I’m lucky enough to be part of a tribe of fellow avid doers – HR professionals. We tend to be just as enthusiastic about practising as we are preaching, as well as having a professional drive to lead, manage and develop our careers in confidence. I see an HR professional as a person, regardless of their role, and not a person who has an HR role.

A lot of this is down to having professional credibility. For those who are striving to get into the HR industry, have just started, or need a boost to the next level, they need to establish this professional credibility.

Professional credibility sits at the core of any person, in any profession, and acts as your career’s reputation. This can be easy to establish for those who have years of experience and contacts, with a wall full of framed qualifications to match.

But for those who have little or no experience, proving your professional credibility is that little bit harder. Sometimes this can be down to:

  • age (due to less years of experience rather than an ageist assumption that younger workers are less professionally credible) – years of experience can only come with age, but only if we’re looking at it quantitively; those who have to wait for Father Time can rest assured knowing that the best experience, like a lot of things, relies on quality;
  • lack of confidence – lack of confidence correlates with lack of knowledge.
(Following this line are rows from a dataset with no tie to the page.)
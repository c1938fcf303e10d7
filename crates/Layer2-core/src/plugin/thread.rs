//! Plugin Thread - `main`/`thread` capability 플러그인 전용 명령 스레드
//!
//! 매니저가 [`PluginCommand`]를 FIFO로 넣으면 워커 스레드가 꺼내서
//! 명령마다 내부 실행 스레드를 띄웁니다. 워커는 내부 스레드를 기다리지
//! 않으므로 반환하지 않는 훅(`on_load` 서버 루프 등)이 있어도 다음 명령
//! (예: Unload)을 계속 처리합니다.
//!
//! 내부 스레드는 훅 호출 전후로 ready 세마포어 release 카운터를 비교해
//! 훅이 스스로 release 하지 않았을 때만 대신 release 합니다.

use super::instance::{LifecyclePhase, PluginRef};
use hive_foundation::{Error, TrackedThread};
use parking_lot::{Condvar, Mutex};
use std::collections::VecDeque;
use std::sync::Arc;
use std::time::Duration;
use tracing::{debug, error, warn};

/// 플러그인 스레드 명령
#[derive(Debug, Clone, Copy, PartialEq, Eq)]
pub enum PluginCommand {
    Phase(LifecyclePhase),
    Exit,
}

#[derive(Default)]
struct CommandQueue {
    commands: Mutex<VecDeque<PluginCommand>>,
    condvar: Condvar,
}

impl CommandQueue {
    fn push(&self, command: PluginCommand) {
        self.commands.lock().push_back(command);
        self.condvar.notify_one();
    }

    fn pop(&self) -> PluginCommand {
        let mut commands = self.commands.lock();
        loop {
            if let Some(command) = commands.pop_front() {
                return command;
            }
            self.condvar.wait(&mut commands);
        }
    }
}

// ============================================================================
// PluginThread
// ============================================================================

pub struct PluginThread {
    plugin_id: String,
    queue: Arc<CommandQueue>,
    worker: Mutex<Option<TrackedThread>>,
}

impl PluginThread {
    /// 워커 스레드 시작
    ///
    /// `inner_join_timeout`: Exit 시 내부 실행 스레드 join 제한 시간
    pub fn start(plugin: &PluginRef, inner_join_timeout: Duration) -> std::io::Result<Self> {
        let queue = Arc::new(CommandQueue::default());
        let worker_queue = Arc::clone(&queue);
        let worker_plugin = Arc::clone(plugin);

        let worker = TrackedThread::spawn(format!("plugin-{}", plugin.id()), move || {
            run_worker(worker_plugin, worker_queue, inner_join_timeout)
        })?;

        debug!(plugin = %plugin.id(), "Plugin thread started");

        Ok(Self {
            plugin_id: plugin.id().to_string(),
            queue,
            worker: Mutex::new(Some(worker)),
        })
    }

    pub fn plugin_id(&self) -> &str {
        &self.plugin_id
    }

    /// 명령 추가 (FIFO)
    pub fn add_event(&self, command: PluginCommand) {
        self.queue.push(command);
    }

    pub fn is_finished(&self) -> bool {
        self.worker
            .lock()
            .as_ref()
            .map_or(true, TrackedThread::is_finished)
    }

    /// Exit 후 최대 `timeout` 동안 워커 종료 대기
    pub fn join(&self, timeout: Duration) -> bool {
        let Some(worker) = self.worker.lock().take() else {
            return true;
        };

        self.add_event(PluginCommand::Exit);
        worker.join_timeout(timeout)
    }
}

impl std::fmt::Debug for PluginThread {
    fn fmt(&self, f: &mut std::fmt::Formatter<'_>) -> std::fmt::Result {
        f.debug_struct("PluginThread")
            .field("plugin_id", &self.plugin_id)
            .field("finished", &self.is_finished())
            .finish()
    }
}

fn run_worker(plugin: PluginRef, queue: Arc<CommandQueue>, inner_join_timeout: Duration) {
    let mut inner: Vec<TrackedThread> = Vec::new();

    loop {
        let command = queue.pop();
        reap_finished(&mut inner);

        match command {
            PluginCommand::Phase(phase) => {
                if let Some(thread) = spawn_phase(&plugin, phase) {
                    inner.push(thread);
                }
            }
            PluginCommand::Exit => break,
        }
    }

    debug!(plugin = %plugin.id(), running = inner.len(), "Plugin thread exiting");
    for thread in inner {
        if !thread.join_timeout(inner_join_timeout) {
            warn!(plugin = %plugin.id(), "Execution thread still running at exit");
        }
    }
}

fn spawn_phase(plugin: &PluginRef, phase: LifecyclePhase) -> Option<TrackedThread> {
    let target = Arc::clone(plugin);
    let name = format!("plugin-{}-{}", plugin.id(), phase.name());

    let spawned = TrackedThread::spawn(name, move || {
        let before = target.ready_semaphore_status();

        if let Err(e) = target.execute_phase(phase) {
            debug!(plugin = %target.id(), %phase, "Phase failed: {}", e);
        }

        if target.ready_semaphore_status() == before {
            target.release_ready_semaphore();
        }
    });

    match spawned {
        Ok(thread) => Some(thread),
        Err(e) => {
            error!(plugin = %plugin.id(), %phase, "Failed to spawn execution thread: {}", e);
            plugin.record_error(Error::Io(e));
            plugin.release_ready_semaphore();
            None
        }
    }
}

fn reap_finished(inner: &mut Vec<TrackedThread>) {
    let (finished, running): (Vec<_>, Vec<_>) =
        std::mem::take(inner).into_iter().partition(TrackedThread::is_finished);

    for thread in finished {
        thread.join_timeout(Duration::ZERO);
    }
    *inner = running;
}

#[cfg(test)]
mod tests {
    use super::*;
    use crate::plugin::{Plugin, PluginDescriptor, PluginInstance};
    use hive_foundation::{Latch, Result};
    use std::any::Any;
    use std::sync::Weak;

    #[derive(Default)]
    struct Blocking {
        stop: Latch,
    }

    impl Plugin for Blocking {
        fn on_load(&self, ctx: &PluginRef) -> Result<()> {
            ctx.release_ready_semaphore();
            self.stop.wait();
            Ok(())
        }

        fn on_unload(&self, _ctx: &PluginRef) -> Result<()> {
            self.stop.open();
            Ok(())
        }

        fn as_any(&self) -> &dyn Any {
            self
        }
    }

    fn plugin() -> PluginRef {
        let descriptor = PluginDescriptor::new("t.blocking", "Blocking", || {
            Box::new(Blocking::default())
        })
        .with_capability("main");
        Arc::new(PluginInstance::new(
            descriptor.id.clone(),
            None,
            1,
            Arc::new(descriptor),
            Weak::new(),
        ))
    }

    #[test]
    fn test_blocking_hook_does_not_block_queue() {
        let plugin = plugin();
        let thread = PluginThread::start(&plugin, Duration::from_secs(5)).unwrap();

        thread.add_event(PluginCommand::Phase(LifecyclePhase::Load));
        assert!(plugin.acquire_ready_semaphore(Duration::from_secs(5)));
        assert!(plugin.is_loaded());

        // Load 훅이 아직 블로킹 중이어도 Unload는 처리됨
        thread.add_event(PluginCommand::Phase(LifecyclePhase::Unload));
        assert!(plugin.acquire_ready_semaphore(Duration::from_secs(5)));
        assert!(!plugin.is_loaded());

        assert!(thread.join(Duration::from_secs(5)));
        assert!(thread.is_finished());
    }

    #[test]
    fn test_release_once_per_phase() {
        let plugin = plugin();
        let thread = PluginThread::start(&plugin, Duration::from_secs(5)).unwrap();

        thread.add_event(PluginCommand::Phase(LifecyclePhase::EndLoad));
        assert!(plugin.acquire_ready_semaphore(Duration::from_secs(5)));
        assert!(!plugin.acquire_ready_semaphore(Duration::from_millis(50)));

        assert!(thread.join(Duration::from_secs(5)));
    }
}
We lose confidence when we’re unsure of things: the direction of a conversation; the specifics of a particular topic; the reactions of others;
  • lack of drive – sometimes it can be a result of just not having the get-up-and-go needed to develop credibility, having an expectancy of it rather than working at it.

So if you do have the get-up-and-go, and you want to work on the first two points, two steps to establish professional credibility are:

  1. Immersion
  2. Application

Immersion

Breaking into a new profession, finding your feet with it, or looking for ways to progress within it is no easy feat. Immersion is one really good way of making this a lot easier.

So what do I mean by immersion? Immersion looks at immersing yourself into the industry, any industry, by being a human sponge. Absorb everything and anything about it to the point of obsession by researching into everything about it. Books, magazines, social media conversations, blogs, contacts, short courses, long courses, podcasts, videos – anything you can get your teeth into.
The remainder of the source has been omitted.